Cette visite laisse une empreinte indélébile. Pour en saisir toute la portée, il faut s’y rendre. Entre les différentes salles et les photographies géantes exposées, l’horreur se révèle dans toute son ampleur.

Les enfants qui jouaient et riaient avant que l’odeur putride et la décomposition ne transforment leur monde en l’enfer sur terre.

Hiroshima, mon amour – ville-poème, ville-cicatrice – tes rues estivales murmurent encore les fantômes de ceux qui ont disparu, tandis que nous, témoins lointains, continuons d’oublier.

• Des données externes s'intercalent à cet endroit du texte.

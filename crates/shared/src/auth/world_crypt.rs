// WorldCrypt - world-side header encryption
//
// Keyed byte-stream cipher applied to packet headers only: 6 incoming
// bytes, 4 outgoing bytes, payloads in the clear. Send and receive keep
// independent (i, j) state and must never share a step.
//
// 1.12.1 keys the cipher with the raw 40-byte session key; 2.4.3 first
// derives a 20-byte key as HMAC-SHA1(seed, K) with a fixed seed.

use crate::auth::hmac_sha1::hmac_sha1;
use crate::auth::srp6::SESSION_KEY_SIZE;
use crate::expansion::Expansion;

/// HMAC seed for the 2.4.3 key derivation
const TBC_ENCRYPTION_SEED: [u8; 16] = [
    0x38, 0xA7, 0x83, 0x15, 0xF8, 0x92, 0x25, 0x30, 0x71, 0x98, 0x67, 0xB1, 0x8C, 0x04, 0xE2,
    0xAA,
];

#[derive(Debug, Clone, Copy, Default)]
struct CipherState {
    i: usize,
    j: u8,
}

/// Per-connection header cipher.
pub struct WorldCrypt {
    key: Vec<u8>,
    send: CipherState,
    recv: CipherState,
}

impl WorldCrypt {
    /// Key the cipher from the SRP6 session key, flavor-specific.
    pub fn new(expansion: Expansion, session_key: &[u8; SESSION_KEY_SIZE]) -> Self {
        let key = match expansion {
            Expansion::Vanilla => session_key.to_vec(),
            Expansion::Tbc => hmac_sha1(&TBC_ENCRYPTION_SEED, session_key).to_vec(),
        };

        WorldCrypt {
            key,
            send: CipherState::default(),
            recv: CipherState::default(),
        }
    }

    /// Encrypt an outgoing header in place
    pub fn encrypt(&mut self, header: &mut [u8]) {
        for byte in header.iter_mut() {
            self.send.i %= self.key.len();
            let x = (*byte ^ self.key[self.send.i]).wrapping_add(self.send.j);
            *byte = x;
            self.send.j = x;
            self.send.i += 1;
        }
    }

    /// Decrypt an incoming header in place
    pub fn decrypt(&mut self, header: &mut [u8]) {
        for byte in header.iter_mut() {
            self.recv.i %= self.key.len();
            let cipher_byte = *byte;
            *byte = byte.wrapping_sub(self.recv.j) ^ self.key[self.recv.i];
            self.recv.j = cipher_byte;
            self.recv.i += 1;
        }
    }
}

#[cfg(test)]
mod tests {
    use super::*;

    fn test_key() -> [u8; SESSION_KEY_SIZE] {
        let mut key = [0u8; SESSION_KEY_SIZE];
        for (i, b) in key.iter_mut().enumerate() {
            *b = (i as u8).wrapping_mul(7).wrapping_add(3);
        }
        key
    }

    #[test]
    fn test_roundtrip_vanilla() {
        let key = test_key();
        let mut sender = WorldCrypt::new(Expansion::Vanilla, &key);
        let mut receiver = WorldCrypt::new(Expansion::Vanilla, &key);

        // Stream of successive headers, stepped in lockstep
        for n in 0u8..80 {
            let plain = [n, n.wrapping_add(1), 0xFE, n ^ 0x55];
            let mut buf = plain;
            sender.encrypt(&mut buf);
            receiver.decrypt(&mut buf);
            assert_eq!(buf, plain);
        }
    }

    #[test]
    fn test_roundtrip_tbc() {
        let key = test_key();
        let mut sender = WorldCrypt::new(Expansion::Tbc, &key);
        let mut receiver = WorldCrypt::new(Expansion::Tbc, &key);

        for n in 0u8..50 {
            let plain = [0, 8, n, 0, n, 1];
            let mut buf = plain;
            sender.encrypt(&mut buf);
            receiver.decrypt(&mut buf);
            assert_eq!(buf, plain);
        }
    }

    #[test]
    fn test_directions_do_not_interleave() {
        let key = test_key();
        let mut a = WorldCrypt::new(Expansion::Vanilla, &key);
        let mut b = WorldCrypt::new(Expansion::Vanilla, &key);

        let outgoing = [0x00, 0x10, 0x2A, 0x01];
        let incoming = [0x00, 0x06, 0xED, 0x01, 0x00, 0x00];

        // a encrypts two headers while also decrypting traffic from b;
        // the send stream must be unaffected by the receive stream.
        let mut first = outgoing;
        a.encrypt(&mut first);

        let mut relay = incoming;
        b.encrypt(&mut relay);
        a.decrypt(&mut relay);
        assert_eq!(relay, incoming);

        let mut second = outgoing;
        a.encrypt(&mut second);

        // A cipher that never decrypted anything produces the same stream
        let mut reference = WorldCrypt::new(Expansion::Vanilla, &key);
        let mut expect_first = outgoing;
        let mut expect_second = outgoing;
        reference.encrypt(&mut expect_first);
        reference.encrypt(&mut expect_second);

        assert_eq!(first, expect_first);
        assert_eq!(second, expect_second);
    }

    #[test]
    fn test_tbc_key_is_derived() {
        let key = test_key();
        let derived = hmac_sha1(&TBC_ENCRYPTION_SEED, &key);

        // First byte of an all-zero header encrypted with the derived key
        let mut crypt = WorldCrypt::new(Expansion::Tbc, &key);
        let mut header = [0u8; 4];
        crypt.encrypt(&mut header);
        assert_eq!(header[0], derived[0]);
    }
}
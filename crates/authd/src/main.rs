// authd - AshEmu login server
//
// Accepts retail clients on port 3724, runs the SRP6 handshake against
// the shared store and hands out the realm list.

mod auth_codes;
mod auth_session;
mod protocol;
mod realm_list;

use clap::Parser;
use tokio::net::TcpListener;

use ashemu_shared::config::Config;
use ashemu_shared::log::initialize_logging;
use ashemu_shared::store::Store;
use ashemu_shared::AUTH_SERVER_PORT;

use auth_session::AuthSettings;
use realm_list::RealmInfo;

const DEFAULT_CONFIG: &str = "authd.conf";

/// CLI arguments
#[derive(Parser, Debug)]
#[command(name = "authd")]
#[command(about = "AshEmu Login Server")]
#[command(version)]
struct Args {
    /// Configuration file path
    #[arg(short, long, default_value = DEFAULT_CONFIG)]
    config: String,
}

#[tokio::main]
async fn main() -> anyhow::Result<()> {
    let args = Args::parse();

    let config = Config::load(&args.config, "Authd_").unwrap_or_else(|| {
        eprintln!("Config file {} not found, using defaults", args.config);
        Config::empty("Authd_")
    });

    let log_dir = {
        let dir = config.get_string("LogsDir");
        if dir.is_empty() { None } else { Some(dir) }
    };
    initialize_logging(log_dir.as_deref(), "authd.log", "info");

    tracing::info!("AshEmu Login Server v{}", env!("CARGO_PKG_VERSION"));
    tracing::info!("<Ctrl-C> to stop.");

    let store_path = config.get_string_default("StorePath", "ashemu.db");
    let store = match Store::open(&store_path).await {
        Ok(store) => store,
        Err(err) => {
            tracing::error!("Cannot open store at {}: {}", store_path, err);
            return Err(err.into());
        }
    };

    let realm = RealmInfo::from_config(&config);
    let settings = AuthSettings {
        auto_create_accounts: config.get_bool_default("AutoCreateAccounts", true),
    };

    let bind_ip = config.get_string_default("BindIP", "0.0.0.0");
    let port = config.get_int_default("AuthServerPort", AUTH_SERVER_PORT);
    let bind_addr = format!("{}:{}", bind_ip, port);

    let listener = TcpListener::bind(&bind_addr).await?;
    tracing::info!("Listening on {}", bind_addr);

    loop {
        tokio::select! {
            result = listener.accept() => {
                match result {
                    Ok((stream, addr)) => {
                        let store = store.clone();
                        let realm = realm.clone();
                        let settings = settings.clone();
                        tokio::spawn(async move {
                            auth_session::handle_client(stream, addr, store, realm, settings).await;
                        });
                    }
                    Err(e) => {
                        tracing::error!("Failed to accept connection: {}", e);
                    }
                }
            }
            _ = shutdown_signal() => {
                tracing::info!("Shutting down...");
                break;
            }
        }
    }

    tracing::info!("Halting process...");
    Ok(())
}

/// Resolves on SIGINT or SIGTERM
async fn shutdown_signal() {
    use tokio::signal::unix::{signal, SignalKind};

    let mut term = signal(SignalKind::terminate()).expect("failed to install TERM handler");
    tokio::select! {
        _ = tokio::signal::ctrl_c() => {}
        _ = term.recv() => {}
    }
}
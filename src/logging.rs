use tracing_subscriber::EnvFilter;

/// Initialise logging. Defaults to `info`; the level can be overridden via
/// the `RUST_LOG` environment variable.
pub fn init() {
    let filter = EnvFilter::try_from_default_env().unwrap_or_else(|_| EnvFilter::new("info"));

    let _ = tracing_subscriber::fmt().with_env_filter(filter).try_init();
}
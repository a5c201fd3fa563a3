//! Windows application state.

pub mod state;

pub use state::{RuntimeState, STATE};
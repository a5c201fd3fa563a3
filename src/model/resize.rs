//! Drag-to-resize state machine.
//!
//! Eight handles, one per compass direction, sit on the corners and edge
//! midpoints of the window. A press on a handle snapshots the pointer and
//! the window bounds; every pointer move resolves a fresh `Bounds` from the
//! snapshot, so intermediate updates never accumulate rounding or clamping
//! artifacts.

use super::bounds::Bounds;
use super::constants::{HANDLE_SIZE, MIN_HEIGHT, MIN_WIDTH};

/// Compass direction of a resize handle, naming which window edges the drag
/// moves.
#[derive(Debug, Clone, Copy, PartialEq, Eq)]
pub enum ResizeMode {
    North,
    South,
    East,
    West,
    NorthEast,
    NorthWest,
    SouthEast,
    SouthWest,
}

/// Sizing cursor family shown while hovering a handle.
#[derive(Debug, Clone, Copy, PartialEq, Eq)]
pub enum CursorHint {
    SizeNorthSouth,
    SizeWestEast,
    SizeNwSe,
    SizeNeSw,
}

use ResizeMode::*;

impl ResizeMode {
    /// All eight handles in placement order: top row, middle row, bottom
    /// row. Hit-testing walks this order, so corners win over edges when
    /// a small window makes their regions overlap.
    pub const ALL: [ResizeMode; 8] = [
        NorthWest, North, NorthEast, West, East, SouthWest, South, SouthEast,
    ];

    pub fn affects_north(self) -> bool {
        matches!(self, North | NorthEast | NorthWest)
    }

    pub fn affects_south(self) -> bool {
        matches!(self, South | SouthEast | SouthWest)
    }

    pub fn affects_east(self) -> bool {
        matches!(self, East | NorthEast | SouthEast)
    }

    pub fn affects_west(self) -> bool {
        matches!(self, West | NorthWest | SouthWest)
    }

    pub fn cursor(self) -> CursorHint {
        match self {
            North | South => CursorHint::SizeNorthSouth,
            East | West => CursorHint::SizeWestEast,
            NorthWest | SouthEast => CursorHint::SizeNwSe,
            NorthEast | SouthWest => CursorHint::SizeNeSw,
        }
    }

    /// Handle center in client coordinates for a window of the given size:
    /// the four corners and the four edge midpoints.
    pub fn anchor(self, width: i32, height: i32) -> (i32, i32) {
        match self {
            NorthWest => (0, 0),
            North => (width / 2, 0),
            NorthEast => (width, 0),
            West => (0, height / 2),
            East => (width, height / 2),
            SouthWest => (0, height),
            South => (width / 2, height),
            SouthEast => (width, height),
        }
    }

    /// Visible handle square as `(left, top, right, bottom)`: the anchor
    /// offset by minus half the handle size in both axes.
    pub fn handle_rect(self, width: i32, height: i32) -> (i32, i32, i32, i32) {
        let (cx, cy) = self.anchor(width, height);
        let half = HANDLE_SIZE / 2;
        (cx - half, cy - half, cx - half + HANDLE_SIZE, cy - half + HANDLE_SIZE)
    }
}

/// Snapshot taken on handle press, the reference for all delta math during
/// one gesture.
#[derive(Debug, Clone, Copy)]
pub struct DragSession {
    pointer_x: i32,
    pointer_y: i32,
    start: Bounds,
    mode: ResizeMode,
}

impl DragSession {
    pub fn new(mode: ResizeMode, pointer_x: i32, pointer_y: i32, start: Bounds) -> Self {
        Self {
            pointer_x,
            pointer_y,
            start,
            mode,
        }
    }

    pub fn mode(&self) -> ResizeMode {
        self.mode
    }

    /// Resolve the window bounds for the current pointer position.
    ///
    /// Width and height are clamped to the minimums. For west/north drags
    /// the origin is derived from the clamped size, so the dragged edge
    /// stops exactly at the minimum and the far edge never drifts past its
    /// anchor.
    pub fn resolve(&self, pointer_x: i32, pointer_y: i32) -> Bounds {
        let dx = pointer_x - self.pointer_x;
        let dy = pointer_y - self.pointer_y;

        let mut b = self.start;
        if self.mode.affects_east() {
            b.width = self.start.width + dx;
        }
        if self.mode.affects_south() {
            b.height = self.start.height + dy;
        }
        if self.mode.affects_west() {
            b.width = self.start.width - dx;
        }
        if self.mode.affects_north() {
            b.height = self.start.height - dy;
        }

        b.width = b.width.max(MIN_WIDTH);
        b.height = b.height.max(MIN_HEIGHT);

        if self.mode.affects_west() {
            b.x = self.start.x + (self.start.width - b.width);
        }
        if self.mode.affects_north() {
            b.y = self.start.y + (self.start.height - b.height);
        }
        b
    }
}

/// Two-state drag machine: idle, or dragging with an active session.
/// Release ends the session explicitly; a new press always starts fresh.
#[derive(Debug, Default)]
pub struct ResizeController {
    session: Option<DragSession>,
}

impl ResizeController {
    /// Idle -> Dragging on a handle press.
    pub fn begin_drag(&mut self, mode: ResizeMode, pointer_x: i32, pointer_y: i32, start: Bounds) {
        self.session = Some(DragSession::new(mode, pointer_x, pointer_y, start));
    }

    /// Dragging -> Dragging on pointer move; returns the bounds to apply,
    /// or `None` when idle (stray move events are ignored).
    pub fn drag_to(&mut self, pointer_x: i32, pointer_y: i32) -> Option<Bounds> {
        self.session.as_ref().map(|s| s.resolve(pointer_x, pointer_y))
    }

    /// Dragging -> Idle on pointer release.
    pub fn end_drag(&mut self) {
        self.session = None;
    }

    pub fn is_dragging(&self) -> bool {
        self.session.is_some()
    }

    /// Direction of the drag in progress, if any.
    pub fn active_mode(&self) -> Option<ResizeMode> {
        self.session.map(|s| s.mode())
    }

    /// Map a client-area point to the handle under it, if any.
    pub fn hit_test(width: i32, height: i32, x: i32, y: i32) -> Option<ResizeMode> {
        ResizeMode::ALL.into_iter().find(|mode| {
            let (l, t, r, b) = mode.handle_rect(width, height);
            x >= l && x < r && y >= t && y < b
        })
    }
}
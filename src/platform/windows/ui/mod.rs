//! Overlay UI: window style control and GDI painting.

pub mod painter;
pub mod style;
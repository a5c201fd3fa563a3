//! Tests for the persistence layer: bounds record and appearance config.

use framemark::model::Bounds;
use framemark::storage::{bounds_store, config};

#[test]
fn bounds_save_then_load_roundtrip() {
    let dir = tempfile::tempdir().unwrap();
    let path = dir.path().join("window_bounds.txt");

    let bounds = Bounds::new(500, 300, 400, 300);
    bounds_store::save_to(&path, &bounds).unwrap();
    assert_eq!(bounds_store::load_from(&path), Some(bounds));
}

#[test]
fn bounds_save_creates_parent_directory() {
    let dir = tempfile::tempdir().unwrap();
    let path = dir.path().join("nested").join("window_bounds.txt");

    let bounds = Bounds::new(-100, 50, 120, 80);
    bounds_store::save_to(&path, &bounds).unwrap();
    assert_eq!(bounds_store::load_from(&path), Some(bounds));
}

#[test]
fn bounds_save_overwrites_previous_record() {
    let dir = tempfile::tempdir().unwrap();
    let path = dir.path().join("window_bounds.txt");

    bounds_store::save_to(&path, &Bounds::new(1, 2, 300, 400)).unwrap();
    let newer = Bounds::new(5, 6, 700, 800);
    bounds_store::save_to(&path, &newer).unwrap();
    assert_eq!(bounds_store::load_from(&path), Some(newer));
}

#[test]
fn bounds_load_missing_file_is_none() {
    let dir = tempfile::tempdir().unwrap();
    assert_eq!(bounds_store::load_from(&dir.path().join("absent.txt")), None);
}

#[test]
fn bounds_load_malformed_record_is_none() {
    let dir = tempfile::tempdir().unwrap();
    let path = dir.path().join("window_bounds.txt");
    std::fs::write(&path, "abc").unwrap();
    assert_eq!(bounds_store::load_from(&path), None);
}

#[test]
fn malformed_record_falls_back_to_default_geometry() {
    let dir = tempfile::tempdir().unwrap();
    let path = dir.path().join("window_bounds.txt");
    std::fs::write(&path, "abc").unwrap();

    let bounds = bounds_store::load_from(&path).unwrap_or_default();
    assert_eq!(bounds, Bounds::new(500, 300, 400, 300));
}

#[test]
fn config_missing_file_yields_defaults_and_writes_them() {
    let dir = tempfile::tempdir().unwrap();
    let path = dir.path().join("config.json");

    let loaded = config::load_from(&path);
    assert_eq!(loaded, config::Config::default());
    // First run leaves an editable file behind.
    assert!(path.exists());
}

#[test]
fn config_roundtrip_through_disk() {
    let dir = tempfile::tempdir().unwrap();
    let path = dir.path().join("config.json");

    let saved = config::Config {
        border_color: "#00AAFF".to_string(),
        border_width: 6,
        overlay_alpha_pct: 80,
    };
    config::save_to(&path, &saved).unwrap();
    assert_eq!(config::load_from(&path), saved);
}

#[test]
fn config_invalid_json_yields_defaults() {
    let dir = tempfile::tempdir().unwrap();
    let path = dir.path().join("config.json");
    std::fs::write(&path, "{ not json").unwrap();
    assert_eq!(config::load_from(&path), config::Config::default());
}

#[test]
fn config_out_of_range_values_are_clamped_on_load() {
    let dir = tempfile::tempdir().unwrap();
    let path = dir.path().join("config.json");
    std::fs::write(
        &path,
        r##"{ "border_color": "#123456", "border_width": 500, "overlay_alpha_pct": 255 }"##,
    )
    .unwrap();

    let loaded = config::load_from(&path);
    assert_eq!(loaded.border_width, 20);
    assert_eq!(loaded.overlay_alpha_pct, 100);
    assert_eq!(loaded.border_color, "#123456");
}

Et, en Russie, l’oubli s’est installé

Il faut croire que les masses sont hélas lobotomisées, que le peuple est enivré de slogans véreux et de démonstrations guerrières pseudo-patriotiques, pour qu’il succombe ainsi aux vociférations intempestives et aux gesticulations de ce fasciste qu’est Poutine. Et, dans cette atmosphère putride et d’allures spartiates, 40% des Russes en viennent à considérer « justifié » l’emploi de l’arme atomique contre l’Ukraine.

Dans la chair vive de l’humanité meurtrie, les lambeaux de souffrance orchestrent une funeste symphonie. En silence, dans l’indifférence, se forge la prochaine génération, promise à l’anéantissement. Pourtant, comme le souligne Bernard-Henri Lévy, une lueur d’espoir subsiste : « Il n’y a qu’une façon d’enrayer l’escalade. C’est de dissuader Poutine et de lui faire comprendre l’impossibilité de sa victoire ».